- Born: November 28, 1804 Frankfurt am Main
- Died: May 7, 1878 (aged 73)
- Education: University of Göttingen
- Occupations: physician zoologist
- Organization: Senckenbergische Naturforschende Gesellschaft

= Adolph Reuss =

German-American physician and zoologist

Adolph Reuss (November 28, 1804, in Frankfurt am Main – May 7, 1878) was a German-American medical doctor and zoologist, known for his work in the fields of herpetology and arachnology.
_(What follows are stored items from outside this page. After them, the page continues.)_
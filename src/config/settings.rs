//! Sections of the agent configuration file
//!
//! Every section has defaults matching a stock Linux audio driver, so an
//! empty file (or no file) is a valid configuration.

use crate::transport::debugfs::{CORE_POWER_PATH, SET_GET_CTRL_PATH};
use crate::transport::power::DEFAULT_CORE_ID;
use serde::{Deserialize, Serialize};
use std::path::PathBuf;
use std::time::Duration;

/// Default byte budget of each probe queue (5 MiB)
pub const DEFAULT_QUEUE_SIZE_BYTES: usize = 5 * 1024 * 1024;

/// Default wait of the probe workers on their driver stream
pub const DEFAULT_POLL_INTERVAL_MS: u64 = 10;

/// Default log filter of the binary
pub const DEFAULT_LOG_FILTER: &str = "info,dsp_debug_agent=debug";

/// Where firmware accesses go
#[derive(Debug, Clone, PartialEq, Eq, Serialize, Deserialize)]
#[serde(default)]
pub struct TransportSettings {
    /// debugfs entry carrying module parameter accesses
    pub set_get_ctrl_path: String,
    /// debugfs entry controlling core power
    pub core_power_path: String,
    /// Core kept awake during each access
    pub core_id: u32,
}

impl Default for TransportSettings {
    fn default() -> Self {
        Self {
            set_get_ctrl_path: SET_GET_CTRL_PATH.to_string(),
            core_power_path: CORE_POWER_PATH.to_string(),
            core_id: DEFAULT_CORE_ID,
        }
    }
}

#[derive(Debug, Clone, PartialEq, Eq, Serialize, Deserialize)]
#[serde(default)]
pub struct ProbeSettings {
    /// Byte budget of each extraction and injection queue
    pub queue_size_bytes: usize,
    /// How long a worker waits on its driver stream before checking for stop
    pub poll_interval_ms: u64,
}

impl ProbeSettings {
    pub fn poll_interval(&self) -> Duration {
        Duration::from_millis(self.poll_interval_ms)
    }
}

impl Default for ProbeSettings {
    fn default() -> Self {
        Self {
            queue_size_bytes: DEFAULT_QUEUE_SIZE_BYTES,
            poll_interval_ms: DEFAULT_POLL_INTERVAL_MS,
        }
    }
}

#[derive(Debug, Clone, PartialEq, Eq, Serialize, Deserialize)]
#[serde(default)]
pub struct TopologySettings {
    /// Build the topology as soon as the agent starts
    pub refresh_on_start: bool,
}

impl Default for TopologySettings {
    fn default() -> Self {
        Self {
            refresh_on_start: true,
        }
    }
}

#[derive(Debug, Clone, PartialEq, Eq, Serialize, Deserialize)]
#[serde(default)]
pub struct LoggingSettings {
    /// `tracing` filter used when `RUST_LOG` is not set
    pub filter: String,
    /// Also write daily rolling log files into this directory
    pub directory: Option<PathBuf>,
}

impl Default for LoggingSettings {
    fn default() -> Self {
        Self {
            filter: DEFAULT_LOG_FILTER.to_string(),
            directory: None,
        }
    }
}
He studied at the University of Göttingen, earning his medical doctorate in 1825. Following graduation, he served as a doctor in Frankfurt, also becoming involved with zoological research at the Senckenberg Museum. He later emigrated to the United States, where in 1834, he purchased a 200 acre farm near Shiloh, Illinois. In rural Illinois, he worked as a farmer, and in meantime, maintained a successful medical practice. At the time of his death, his estate had grown in size to 450 acres of land.
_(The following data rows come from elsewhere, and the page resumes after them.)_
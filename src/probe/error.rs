use super::{ProbeId, ProbeState};
use crate::firmware::{ProbePointId, ProbeType};
use thiserror::Error;

pub type ProbeResult<T> = std::result::Result<T, ProbeError>;

#[derive(Debug, Error)]
pub enum ProbeError {
    /// Failure reported by the probe driver itself
    #[error("{0}")]
    Driver(String),

    #[error("Unable to get state from driver: {0}")]
    StateRead(String),

    #[error("Unable to set state to driver: {0}")]
    StateWrite(String),

    #[error("Unexpected driver probe service state: {0}")]
    UnexpectedState(ProbeState),

    #[error("Invalid probe index: {0}")]
    InvalidProbeIndex(usize),

    #[error("Expected to receive {expected} probe configurations to set. (Actually received {actual})")]
    ProbeCount { expected: usize, actual: usize },

    #[error("Probe configuration cannot change while the probe service is active")]
    ConfigWhileActive,

    #[error("Exceed max extraction probes supported: {0}")]
    TooManyExtractionProbes(usize),

    #[error("Exceed max injection probes supported: {0}")]
    TooManyInjectionProbes(usize),

    #[error("Unknown probe id: {0}")]
    UnknownProbe(ProbeId),

    #[error("Wrong probe id: {0}")]
    WrongProbe(ProbeId),

    #[error("Two active extraction probes have the same probe point id: {0}")]
    DuplicateProbePoint(ProbePointId),

    #[error("Sample byte size not found for injection probe id {0}")]
    MissingSampleSize(ProbeId),

    #[error("Sample byte size must be greater than 0 for injection probe id {0}")]
    ZeroSampleSize(ProbeId),

    #[error("Unsupported pin type: {0}")]
    UnsupportedPinType(ProbeType),

    #[error("Invalid pin index: {index} max: {count}")]
    InvalidPinIndex { index: u32, count: usize },

    #[error("Unsupported format bit depth: {0} (should be a multiple of 8)")]
    UnsupportedBitDepth(u32),

    /// A streaming worker stopped on an error
    #[error("Aborting probe {worker} due to: {reason}")]
    WorkerAborted { worker: &'static str, reason: String },
}

impl ProbeError {
    pub fn driver(message: impl Into<String>) -> Self {
        Self::Driver(message.into())
    }
}
//! Simulated DSP firmware
//!
//! Answers module parameter queries from an in-memory [`FirmwareImage`]
//! instead of a real device, so the agent can run without audio hardware.
//!
//! # Enabling
//!
//! Only available with the `mock-dsp` feature:
//!
//! ```bash
//! cargo run --features mock-dsp
//! ```
//!
//! # Example
//!
//! ```ignore
//! use dsp_debug_agent::transport::SimulatedFirmware;
//! use dsp_debug_agent::ModuleHandler;
//!
//! let handler = ModuleHandler::new(SimulatedFirmware::demo())?;
//! let modules = handler.module_entries()?;
//! ```

use super::{Transport, TransportStats};
use crate::codec::{encode, ByteStreamWriter, FirmwareEnum};
use crate::error::{AgentError, Result};
use crate::firmware::config::write_tlv;
use crate::firmware::{
    AudioDataFormatIpc, BaseFwParam, BaseModuleParam, CompoundModuleId, ConnectorNodeId,
    FwConfigTag, FwVersion, GatewayProps, GatewayType, GatewaysInfo, GlobalPerfData,
    HwConfigTag, MemoryStateTag, ModuleEntry, ModuleInstanceProps, ModulesInfo, ParameterId,
    PerfDataItem, PinProps, PipelineProps, PipelinesListInfo, SchedulerProps, SchedulersInfo,
    SramStateInfo, StreamType, TaskProps,
};
use std::collections::{BTreeMap, HashMap};
use std::sync::Mutex;

/// Everything the simulated firmware knows about itself
#[derive(Debug, Clone, Default)]
pub struct FirmwareImage {
    pub fw_version: FwVersion,
    pub max_ppl_count: u32,
    pub max_mod_inst_count: u32,
    pub dsp_core_count: u32,
    pub modules: Vec<ModuleEntry>,
    /// Pipelines in the order the firmware lists them
    pub pipelines: Vec<PipelineProps>,
    /// Schedulers of each core, indexed by core id
    pub schedulers: Vec<SchedulersInfo>,
    pub gateways: Vec<GatewayProps>,
    pub instances: BTreeMap<CompoundModuleId, ModuleInstanceProps>,
    pub perf_items: Vec<PerfDataItem>,
    pub lpsram: Option<SramStateInfo>,
    pub hpsram: Option<SramStateInfo>,
}

impl FirmwareImage {
    /// Firmware configuration TLV list
    pub fn fw_config_tlv(&self) -> Vec<u8> {
        let mut writer = ByteStreamWriter::new();
        write_tlv(&mut writer, FwConfigTag::FwVersion.to_raw(), &self.fw_version);
        write_tlv(
            &mut writer,
            FwConfigTag::ModulesCount.to_raw(),
            &(self.modules.len() as u32),
        );
        write_tlv(&mut writer, FwConfigTag::MaxPplCount.to_raw(), &self.max_ppl_count);
        write_tlv(
            &mut writer,
            FwConfigTag::MaxModInstCount.to_raw(),
            &self.max_mod_inst_count,
        );
        writer.into_inner()
    }

    /// Hardware configuration TLV list
    pub fn hw_config_tlv(&self) -> Vec<u8> {
        let mut writer = ByteStreamWriter::new();
        write_tlv(&mut writer, HwConfigTag::DspCores.to_raw(), &self.dsp_core_count);
        write_tlv(
            &mut writer,
            HwConfigTag::GatewayCount.to_raw(),
            &(self.gateways.len() as u32),
        );
        writer.into_inner()
    }

    fn memory_state_tlv(&self) -> Vec<u8> {
        let mut writer = ByteStreamWriter::new();
        if let Some(lpsram) = &self.lpsram {
            write_tlv(&mut writer, MemoryStateTag::LpsramState.to_raw(), lpsram);
        }
        if let Some(hpsram) = &self.hpsram {
            write_tlv(&mut writer, MemoryStateTag::HpsramState.to_raw(), hpsram);
        }
        writer.into_inner()
    }

    /// A small board: one playback and one capture pipeline on a single core.
    ///
    /// Playback runs host gateway -> copier -> gain -> copier -> HDA link,
    /// capture runs DMIC -> copier -> noise suppression -> host gateway.
    pub fn demo() -> Self {
        const COPIER: u16 = 0;
        const GAIN: u16 = 5;
        const NS: u16 = 9;

        let format = AudioDataFormatIpc::default();
        let pins = |queues: &[u32]| -> Vec<PinProps> {
            queues
                .iter()
                .map(|&phys_queue_id| PinProps {
                    stream_type: StreamType::Pcm,
                    format,
                    phys_queue_id,
                })
                .collect()
        };
        let instance = |module_id, instance_id, inputs: &[u32], outputs: &[u32]| {
            let mut props = ModuleInstanceProps::new(CompoundModuleId::new(module_id, instance_id));
            props.input_pins = pins(inputs);
            props.output_pins = pins(outputs);
            props
        };

        let host_out = ConnectorNodeId::new(GatewayType::HdaHostOutput, 0);
        let link_out = ConnectorNodeId::new(GatewayType::HdaLinkOutput, 0);
        let dmic_in = ConnectorNodeId::new(GatewayType::DmicLinkInput, 0);
        let host_in = ConnectorNodeId::new(GatewayType::HdaHostInput, 0);

        let mut playback_in = instance(COPIER, 0, &[], &[0]);
        playback_in.input_gateway = host_out;
        let playback_gain = instance(GAIN, 0, &[0], &[1]);
        let mut playback_out = instance(COPIER, 1, &[1], &[]);
        playback_out.output_gateway = link_out;

        let mut capture_in = instance(COPIER, 2, &[], &[2]);
        capture_in.input_gateway = dmic_in;
        let capture_ns = instance(NS, 0, &[2], &[3]);
        let mut capture_out = instance(COPIER, 3, &[3], &[]);
        capture_out.output_gateway = host_in;

        let instances: BTreeMap<_, _> = [
            playback_in,
            playback_gain,
            playback_out,
            capture_in,
            capture_ns,
            capture_out,
        ]
        .into_iter()
        .map(|props| (props.id, props))
        .collect();

        let playback_ids: Vec<_> = [(COPIER, 0), (GAIN, 0), (COPIER, 1)]
            .iter()
            .map(|&(m, i)| CompoundModuleId::new(m, i))
            .collect();
        let capture_ids: Vec<_> = [(COPIER, 2), (NS, 0), (COPIER, 3)]
            .iter()
            .map(|&(m, i)| CompoundModuleId::new(m, i))
            .collect();

        let perf_items = instances
            .keys()
            .map(|&id| PerfDataItem::new(id, false, false, 1200, 800))
            .collect();

        Self {
            fw_version: FwVersion {
                major: 9,
                minor: 22,
                hotfix: 1,
                build: 4323,
            },
            max_ppl_count: 8,
            max_mod_inst_count: 16,
            dsp_core_count: 1,
            modules: vec![
                ModuleEntry::named(COPIER, "copier"),
                ModuleEntry::named(GAIN, "gain"),
                ModuleEntry::named(NS, "ns"),
            ],
            pipelines: vec![
                PipelineProps::new(1, 0, playback_ids.clone()),
                PipelineProps::new(2, 0, capture_ids.clone()),
            ],
            schedulers: vec![SchedulersInfo {
                schedulers: vec![SchedulerProps {
                    processing_domain: 0,
                    core_id: 0,
                    tasks: vec![
                        TaskProps {
                            task_id: 1,
                            module_instances: playback_ids,
                        },
                        TaskProps {
                            task_id: 2,
                            module_instances: capture_ids,
                        },
                    ],
                }],
            }],
            gateways: [host_out, link_out, dmic_in, host_in]
                .into_iter()
                .map(GatewayProps::new)
                .collect(),
            instances,
            perf_items,
            lpsram: Some(SramStateInfo {
                free_phys_mem_pages: 12,
                ebb_states: vec![0x3],
                page_alloc: vec![0xFFFF, 0x00FF],
            }),
            hpsram: None,
        }
    }
}

/// [`Transport`] answering from a [`FirmwareImage`].
///
/// Parameters written with `configure` are stored and served back by later
/// queries of the same parameter.
pub struct SimulatedFirmware {
    image: FirmwareImage,
    parameters: Mutex<HashMap<(u16, u16, u32), Vec<u8>>>,
    stats: Mutex<TransportStats>,
}

impl SimulatedFirmware {
    pub fn new(image: FirmwareImage) -> Self {
        Self {
            image,
            parameters: Mutex::new(HashMap::new()),
            stats: Mutex::new(TransportStats::default()),
        }
    }

    pub fn demo() -> Self {
        Self::new(FirmwareImage::demo())
    }

    pub fn image(&self) -> &FirmwareImage {
        &self.image
    }

    fn base_fw_reply(&self, param: ParameterId) -> Result<Vec<u8>> {
        let image = &self.image;
        let reply = match BaseFwParam::from_raw(param.type_tag()) {
            BaseFwParam::FwConfig => image.fw_config_tlv(),
            BaseFwParam::HwConfigGet => image.hw_config_tlv(),
            BaseFwParam::ModulesInfoGet => encode(&ModulesInfo {
                modules: image.modules.clone(),
            }),
            BaseFwParam::PipelineListInfoGet => encode(&PipelinesListInfo {
                ppl_ids: image.pipelines.iter().map(|ppl| ppl.id).collect(),
            }),
            BaseFwParam::PipelinePropsGet => {
                let ppl_id = param.sub_id();
                let props = image
                    .pipelines
                    .iter()
                    .find(|ppl| ppl.id == ppl_id)
                    .ok_or_else(|| {
                        AgentError::Transport(format!("Unknown pipeline id {}", ppl_id))
                    })?;
                encode(props)
            }
            BaseFwParam::SchedulersInfoGet => {
                let core_id = param.sub_id();
                let info = image.schedulers.get(core_id as usize).ok_or_else(|| {
                    AgentError::Transport(format!("Unknown core id {}", core_id))
                })?;
                encode(info)
            }
            BaseFwParam::GatewaysInfoGet => encode(&GatewaysInfo {
                gateways: image.gateways.clone(),
            }),
            BaseFwParam::MemoryStateInfoGet => image.memory_state_tlv(),
            BaseFwParam::GlobalPerfData => encode(&GlobalPerfData {
                items: image.perf_items.clone(),
            }),
            _ => return self.stored_parameter(0, 0, param),
        };
        Ok(reply)
    }

    fn stored_parameter(&self, module_id: u16, instance_id: u16, param: ParameterId) -> Result<Vec<u8>> {
        let parameters = self
            .parameters
            .lock()
            .map_err(|_| AgentError::Transport("simulator state poisoned".to_string()))?;
        parameters
            .get(&(module_id, instance_id, param.0))
            .cloned()
            .ok_or_else(|| {
                AgentError::Transport(format!(
                    "Unsupported parameter {} of module {} instance {}",
                    param, module_id, instance_id
                ))
            })
    }

    fn record(&self, result: &Result<Vec<u8>>) {
        if let Ok(mut stats) = self.stats.lock() {
            match result {
                Ok(reply) => stats.record_query(reply.len()),
                Err(_) => stats.record_failure(),
            }
        }
    }
}

impl Transport for SimulatedFirmware {
    fn query(
        &self,
        module_id: u16,
        instance_id: u16,
        param: ParameterId,
        max_reply_size: usize,
    ) -> Result<Vec<u8>> {
        let result = if module_id == 0 && instance_id == 0 {
            self.base_fw_reply(param)
        } else if param.0 == BaseModuleParam::ModInstProps.to_raw() {
            self.image
                .instances
                .get(&CompoundModuleId::new(module_id, instance_id))
                .map(encode)
                .ok_or_else(|| {
                    AgentError::Transport(format!(
                        "No module instance ({},{})",
                        module_id, instance_id
                    ))
                })
        } else {
            self.stored_parameter(module_id, instance_id, param)
        };

        // The driver never returns more than the caller asked for
        let result = result.map(|mut reply| {
            reply.truncate(max_reply_size);
            reply
        });
        self.record(&result);
        result
    }

    fn configure(
        &self,
        module_id: u16,
        instance_id: u16,
        param: ParameterId,
        payload: &[u8],
    ) -> Result<()> {
        let mut parameters = self
            .parameters
            .lock()
            .map_err(|_| AgentError::Transport("simulator state poisoned".to_string()))?;
        parameters.insert((module_id, instance_id, param.0), payload.to_vec());
        if let Ok(mut stats) = self.stats.lock() {
            stats.record_configure();
        }
        Ok(())
    }

    fn stats(&self) -> TransportStats {
        self.stats.lock().map(|stats| stats.clone()).unwrap_or_default()
    }
}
Since 1829, he was a member of the Senckenbergische Naturforschende Gesellschaft, and in September 1856, he became a corresponding member of the Academy of Sciences of St. Louis. While serving at the Senckenberg Museum in Frankfurt, he edited a collection of manuscripts in the field of arachnology that was a catalyst towards the first Senckenberg publication (Museum Senckenbergianum).

He described a number of herpetological species, such as Enhydris alternans, sometimes referred to as "Reuss' water snake".

== Publications ==
- "Dissertatio inauguralis anatomico-physiologica de systemate lentis crysallinae [sic] humanae", 1825 (dissertation).
- Zoologische Miscellen. Reptilien. Ophidier, 1833 - Zoological miscellany; Reptiles, snakes.
- Zoologische Miscellen : Arachniden, 1834 - Zoological miscellany; Arachnids.
- Zoologische Miscellen / Saurier, Batrachier Museum senckenbergianum, 1834 - Zoological miscellany; Lizards, amphibians.